Input records below:
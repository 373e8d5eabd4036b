//! Shared application service layer for zoneflow.
//!
//! Turns an installation file into a running set of zone controllers, replays
//! recorded host events through them and persists zone mode/target between
//! runs. Frontends (the CLI) stay thin on top of this crate.

pub mod error;
pub mod project_service;
pub mod query;
pub mod replay_service;
pub mod runtime_compile;
pub mod state_service;

pub use error::{AppError, AppResult};
pub use project_service::{ZoneSummary, list_zones, load_installation, validate_installation};
pub use query::{EvaluateRequest, evaluate_once};
pub use replay_service::{ReplayCommand, ReplayLog, ReplayReport, ReplayStep, load_replay, run_replay};
pub use runtime_compile::{ZoneRuntime, compile_installation};
pub use state_service::{apply_snapshot, capture_snapshot};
End of Input records.
Exercise -
Copy each record exactly, leaving nothing out.

Task output -
repository 373e8d5eabd4036b
//! Shared application service layer for zoneflow.
//!
//! Turns an installation file into a running set of zone controllers, replays
//! recorded host events through them and persists zone mode/target between
//! runs. Frontends (the CLI) stay thin on top of this crate.

pub mod error;
pub mod project_service;
pub mod query;
pub mod replay_service;
pub mod runtime_compile;
pub mod state_service;

pub use error::{AppError, AppResult};
pub use project_service::{ZoneSummary, list_zones, load_installation, validate_installation};
pub use query::{EvaluateRequest, evaluate_once};
pub use replay_service::{ReplayCommand, ReplayLog, ReplayReport, ReplayStep, load_replay, run_replay};
pub use runtime_compile::{ZoneRuntime, compile_installation};
pub use state_service::{apply_snapshot, capture_snapshot};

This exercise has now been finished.